- Venue: La Marginal
- Location: Arecibo, Puerto Rico
- Date: 23 February – 3 March 2024

= 2024 ISA World Surfing Games =

Surfing event in Puerto Rico

The 2024 ISA World Surfing Games took place at La Marginal in Arecibo, Puerto Rico, from 23 February to 3 March 2024. The event was organised by the International Surfing Association (ISA).
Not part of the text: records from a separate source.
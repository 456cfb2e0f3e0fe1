//! Self-play episodes driven by the MCTS engine

use anyhow::{anyhow, Context, Result};
use engine_core::Game;
use engine_games::{Connect4, Euchre, GameKind, TicTacToe};
use mcts::{run_mcts, MctsConfig};
use rand::seq::SliceRandom;
use rand::SeedableRng;
use rand_chacha::ChaCha20Rng;
use std::time::Instant;
use tracing::{debug, info, trace};

use crate::config::Config;
use crate::stats::{EpisodeRecord, RunStats};

pub struct Actor {
    config: Config,
    rng: ChaCha20Rng,
}

impl Actor {
    pub fn new(config: Config) -> Result<Self> {
        config.validate()?;
        let rng = ChaCha20Rng::seed_from_u64(config.seed);
        Ok(Self { config, rng })
    }

    /// Play the configured number of episodes.
    pub fn run(&mut self) -> Result<RunStats> {
        match self.config.game_kind()? {
            GameKind::TicTacToe => self.run_game(&TicTacToe),
            GameKind::Connect4 => self.run_game(&Connect4),
            GameKind::Euchre => self.run_game(&Euchre),
        }
    }

    fn run_game<G: Game>(&mut self, game: &G) -> Result<RunStats> {
        let mcts_config = self.config.mcts_config();
        let mut stats = RunStats::new(game.name());

        info!(
            game = game.name(),
            determinize = game.capabilities().determinize,
            "Running self-play"
        );

        for episode in 1..=self.config.episodes {
            let record = play_episode(game, &mcts_config, &mut self.rng)
                .with_context(|| format!("episode {episode} of {} failed", game.name()))?;

            debug!(
                episode,
                winner = record.winner.as_deref().unwrap_or("draw"),
                plies = record.plies,
                mean_depth = %format!("{:.2}", record.mean_depth()),
                discarded = record.discarded,
                elapsed_ms = record.elapsed.as_millis() as u64,
                "Episode completed"
            );
            stats.record(&record);

            if self.config.log_interval > 0 && episode % self.config.log_interval == 0 {
                stats.log_progress();
            }
        }

        stats.log_summary();
        Ok(stats)
    }
}

/// Play one game to the end with an MCTS agent in every seat.
///
/// Each decision searches from the acting player's view of the position.
/// When the game resamples hidden state, the moves legal in the real
/// position restrict the search's choice. Chance events are sampled
/// uniformly.
pub fn play_episode<G: Game>(
    game: &G,
    config: &MctsConfig,
    rng: &mut ChaCha20Rng,
) -> Result<EpisodeRecord> {
    let start = Instant::now();
    let determinize = game.capabilities().determinize;
    let mut state = game.initial_state(rng);
    let mut record = EpisodeRecord::default();

    loop {
        let outcome = game.outcome(&state);
        if outcome.is_terminal() {
            record.winner = outcome.winner().map(|player| format!("{player:?}"));
            break;
        }

        let legal = game.moves(&state)?;
        let mv = if legal.random {
            legal
                .moves
                .choose(rng)
                .cloned()
                .ok_or_else(|| anyhow!("{} has an empty chance event", game.name()))?
        } else {
            if legal.is_empty() {
                return Err(anyhow!(
                    "{} has no moves in an unfinished game",
                    game.name()
                ));
            }
            let view = game.redact(&state);
            let restriction = determinize.then_some(legal.moves.as_slice());
            let result = run_mcts(game, config.clone(), &view, restriction, rng)?;

            record.searches += 1;
            record.depth_sum += result.avg_depth;
            record.discarded += result.stats.discarded;
            if !legal.contains(&result.best_move) {
                return Err(anyhow!(
                    "search chose {:?}, which is not legal in the real position",
                    result.best_move
                ));
            }
            trace!(
                ply = record.plies,
                mv = ?result.best_move,
                iterations = result.stats.iterations,
                tree_nodes = result.tree.len(),
                "Move chosen"
            );
            result.best_move
        };

        state = game.apply_move(&state, &mv)?;
        record.plies += 1;
    }

    record.elapsed = start.elapsed();
    Ok(record)
}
Brazil's Gabriel Medina won his first senior World Surfing Games title in the men's event, while Australia's Sally Fitzgibbons won her fourth senior title in the women's event.

==Medal summary==

===Medallists===

| Men | Gabriel Medina BRA | Ramzi Boukhiam MAR | Kauli Vaast FRA |
| Women | Sally Fitzgibbons AUS | Tatiana Weston-Webb BRA | Johanne Defay FRA |
| Team Points | BRA Yago Dora Gabriel Medina Filipe Toledo Tainá Hinckel Luana Silva Tatiana Weston-Webb | FRA Joan Duru Marco Mignot Kauli Vaast Johanne Defay Vahiné Fierro Tessa Thyssen | AUS Morgan Cibilic Ethan Ewing Jack Robinson Sally Fitzgibbons Molly Picklum Tyler Wright |

| Event | Gold | Silver | Bronze |
|---|---|---|---|
| Men | Gabriel Medina Brazil | Ramzi Boukhiam Morocco | Kauli Vaast France |
| Women | Sally Fitzgibbons Australia | Tatiana Weston-Webb Brazil | Johanne Defay France |
| Team Points | Brazil Yago Dora Gabriel Medina Filipe Toledo Tainá Hinckel Luana Silva Tatiana Weston-Webb | France Joan Duru Marco Mignot Kauli Vaast Johanne Defay Vahiné Fierro Tessa Thyssen | Australia Morgan Cibilic Ethan Ewing Jack Robinson Sally Fitzgibbons Molly Picklum Tyler Wright |

===Medal table===

| Rank | Nation | Gold | Silver | Bronze | Total |
|---|---|---|---|---|---|
| 1 | Brazil (BRA) | 2 | 1 | 0 | 3 |
| 2 | Australia (AUS) | 1 | 0 | 1 | 2 |
| 3 | France (FRA) | 0 | 1 | 2 | 3 |
| 4 | Morocco (MAR) | 0 | 1 | 0 | 1 |
| Totals (4 entries) |  | 3 | 3 | 3 | 9 |

==Olympic qualification==

The event contributed towards qualification for the 2024 Olympics surfing competition in Teahupo'o, where surfing makes its second appearance as an Olympic sport. The top five men and top seven women eligible for qualification were each awarded a quota place. The winning teams by gender also secured one place for their respective NOC, regardless of the two-per-country quota limit.